I think you are right on both counts.

1. With too much charging voltage across the battery, there will be an increase in outgassing and the electrolyte level will drop much more rapidly then normal. The problem with the Lotus system, though, is the volt drop from the alternator to the battery.

In the Brooklands book for the Elan there is a volt drop test for the positive and negative lines to the battery, to be less than 0.5 and 0.25 V respectively with the headlights on. My car showed a reading of 13.6V at the starter solenoid under these conditions which gives (worst case) 13.6V-(0.5V+0.25V) across the battery, or 12.85V. That's uncomfortably low, and will result in the battery voltage quickly rising and limiting the charging current before that battery is fully charged. Adding 0.6V to everything (which is approximately what happens in theory) gives 13.45V - better.

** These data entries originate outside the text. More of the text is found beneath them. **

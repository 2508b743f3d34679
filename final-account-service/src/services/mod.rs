//! Services for final-account-service.

pub mod database;
pub mod metrics;

pub use database::{Database, ItemMutation};
pub use metrics::{get_metrics, init_metrics};
async fn insert_item(tx: &mut Transaction<'_, Postgres>, item: &LineItem) -> Result<(), AppError> {
    sqlx::query(
        r#"
        INSERT INTO final_account_items (item_id, section_id, item_code, description, unit,
            contract_quantity, final_quantity, supply_rate, install_rate,
            contract_amount, final_amount, variation_amount, is_rate_only,
            is_prime_cost, pc_allowance, pc_actual_cost, is_pa_item,
            pa_parent_item_id, pa_percentage, display_order, shop_subsection_id,
            created_utc, updated_utc)
        VALUES ($1, $2, $3, $4, $5, $6, $7, $8, $9, $10, $11, $12, $13, $14, $15, $16, $17, $18, $19, $20, $21, $22, $23)
        "#,
    )
    .bind(item.item_id)
    .bind(item.section_id)
    .bind(&item.item_code)
    .bind(&item.description)
    .bind(&item.unit)
    .bind(item.contract_quantity)
    .bind(item.final_quantity)
    .bind(item.supply_rate)
    .bind(item.install_rate)
    .bind(item.contract_amount)
    .bind(item.final_amount)
    .bind(item.variation_amount)
    .bind(item.is_rate_only)
    .bind(item.is_prime_cost)
    .bind(item.pc_allowance)
    .bind(item.pc_actual_cost)
    .bind(item.is_pa_item)
    .bind(item.pa_parent_item_id)
    .bind(item.pa_percentage)
    .bind(item.display_order)
    .bind(item.shop_subsection_id)
    .bind(item.created_utc)
    .bind(item.updated_utc)
    .execute(&mut **tx)
    .await
    .map_err(|e| AppError::DatabaseError(anyhow::anyhow!("Failed to insert item: {}", e)))?;

    Ok(())
}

The highest voltages are when the engine ignition is the only load on the alternator. I now get 14.69V around the engine bay under these conditions which is slightly higher than the recommended max of 14.5V (Brooklands books again). I can live with that, and I will be monitoring things anyway just to check, such as ignition coil temperature in hot weather (I bought a laser guided IR thermometer recently, thanks to this site)!

Those of you with higher regulator voltages near the 14.5V end will not need this mod, anyway. You will get up to 15.2V, and that's too much!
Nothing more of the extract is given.